(Data entries)
Content starts
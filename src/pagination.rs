use serde::Serialize;

use crate::error::{Error, Result};

pub const PAGE_SIZE: usize = 10;

pub fn total_pages(len: usize, page_size: usize) -> usize {
    if page_size == 0 {
        return 1;
    }
    len.div_ceil(page_size).max(1)
}

/// Half-open index range of a 1-based page.
#[derive(Debug, Clone, Copy, PartialEq, Eq)]
pub struct PageWindow {
    pub start: usize,
    pub end: usize,
}

impl PageWindow {
    pub fn new(page: usize, page_size: usize, len: usize) -> Self {
        let start = page
            .checked_sub(1)
            .and_then(|p| p.checked_mul(page_size))
            .map_or(len, |s| s.min(len));
        let end = start.saturating_add(page_size).min(len);
        Self { start, end }
    }

    pub fn is_empty(&self) -> bool {
        self.start >= self.end
    }
}

/// Pages are 1-based; 0 is a caller error rather than an empty page.
pub fn check_page(page: usize) -> Result<usize> {
    if page == 0 {
        return Err(Error::Validation("page must be 1 or greater".to_string()));
    }
    Ok(page)
}

pub fn paginate<T>(items: &[T], page: usize, page_size: usize) -> &[T] {
    let window = PageWindow::new(page, page_size, items.len());
    &items[window.start..window.end]
}

#[derive(Debug, Clone, Copy, PartialEq, Eq, Serialize)]
#[serde(rename_all = "lowercase", tag = "kind", content = "page")]
pub enum PageLink {
    Page(usize),
    Ellipsis,
}

/// Pager layout: every page up to three pages, otherwise first, current and
/// last with ellipses standing in for the gaps.
pub fn page_links(page: usize, total: usize) -> Vec<PageLink> {
    if total <= 3 {
        return (1..=total).map(PageLink::Page).collect();
    }

    let mut links = vec![PageLink::Page(1)];
    if page > 2 {
        links.push(PageLink::Ellipsis);
    }
    if page > 1 && page < total {
        links.push(PageLink::Page(page));
    }
    if page + 2 < total {
        links.push(PageLink::Ellipsis);
    }
    links.push(PageLink::Page(total));
    links
}

pub fn render_links(links: &[PageLink], current: usize) -> String {
    links
        .iter()
        .map(|link| match link {
            PageLink::Page(n) if *n == current => format!("[{n}]"),
            PageLink::Page(n) => n.to_string(),
            PageLink::Ellipsis => "…".to_string(),
        })
        .collect::<Vec<_>>()
        .join(" ")
}
use std::env;
use std::fmt::Display;
use std::str::FromStr;

use tracing::{info, warn};

use crate::autocomplete::AutocompleteConfig;

pub const BASE_URL_VAR: &str = "VIAGGI_API_BASE_URL";
pub const TIMEOUT_VAR: &str = "VIAGGI_TIMEOUT";
pub const PROXY_VAR: &str = "VIAGGI_PROXY";

pub const DEFAULT_BASE_URL: &str = "http://localhost:3000/api";
pub const DEFAULT_TIMEOUT_SECS: u64 = 30;

#[derive(Debug, Clone)]
pub struct ClientConfig {
    pub base_url: String,
    pub timeout_secs: u64,
    pub proxy: Option<String>,
    pub autocomplete: AutocompleteConfig,
}

impl Default for ClientConfig {
    fn default() -> Self {
        Self {
            base_url: DEFAULT_BASE_URL.to_string(),
            timeout_secs: DEFAULT_TIMEOUT_SECS,
            proxy: None,
            autocomplete: AutocompleteConfig::default(),
        }
    }
}

impl ClientConfig {
    pub fn from_env() -> Self {
        Self {
            base_url: try_load(BASE_URL_VAR, DEFAULT_BASE_URL.to_string()),
            timeout_secs: try_load(TIMEOUT_VAR, DEFAULT_TIMEOUT_SECS),
            proxy: env::var(PROXY_VAR).ok().filter(|p| !p.is_empty()),
            autocomplete: AutocompleteConfig::default(),
        }
    }

    pub fn with_base_url(mut self, base_url: Option<String>) -> Self {
        if let Some(url) = base_url {
            self.base_url = url;
        }
        self
    }

    pub fn with_timeout(mut self, timeout_secs: Option<u64>) -> Self {
        if let Some(secs) = timeout_secs {
            self.timeout_secs = secs;
        }
        self
    }

    pub fn with_proxy(mut self, proxy: Option<String>) -> Self {
        if proxy.is_some() {
            self.proxy = proxy;
        }
        self
    }

    /// `base_url` joined with `path`, tolerating a trailing slash on either side.
    pub fn endpoint(&self, path: &str) -> String {
        format!(
            "{}/{}",
            self.base_url.trim_end_matches('/'),
            path.trim_start_matches('/')
        )
    }
}

fn try_load<T>(key: &str, default: T) -> T
where
    T: FromStr + Display,
    T::Err: Display,
{
    match env::var(key) {
        Ok(raw) => raw.parse().unwrap_or_else(|e| {
            warn!("Invalid {key} value {raw:?}: {e}, using default: {default}");
            default
        }),
        Err(_) => {
            info!("{key} not set, using default: {default}");
            default
        }
    }
}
Content ends
WHAT IS REQUIRED:
The answer is the run of lines above from the line containing "links.push(PageLink::Page(page));" through the line containing "PageLink::Page(n) if *n", copied exactly and alone.

RESPONSE BOX:
        links.push(PageLink::Page(page));
    }
    if page + 2 < total {
        links.push(PageLink::Ellipsis);
    }
    links.push(PageLink::Page(total));
    links
}

pub fn render_links(links: &[PageLink], current: usize) -> String {
    links
        .iter()
        .map(|link| match link {
            PageLink::Page(n) if *n == current => format!("[{n}]"),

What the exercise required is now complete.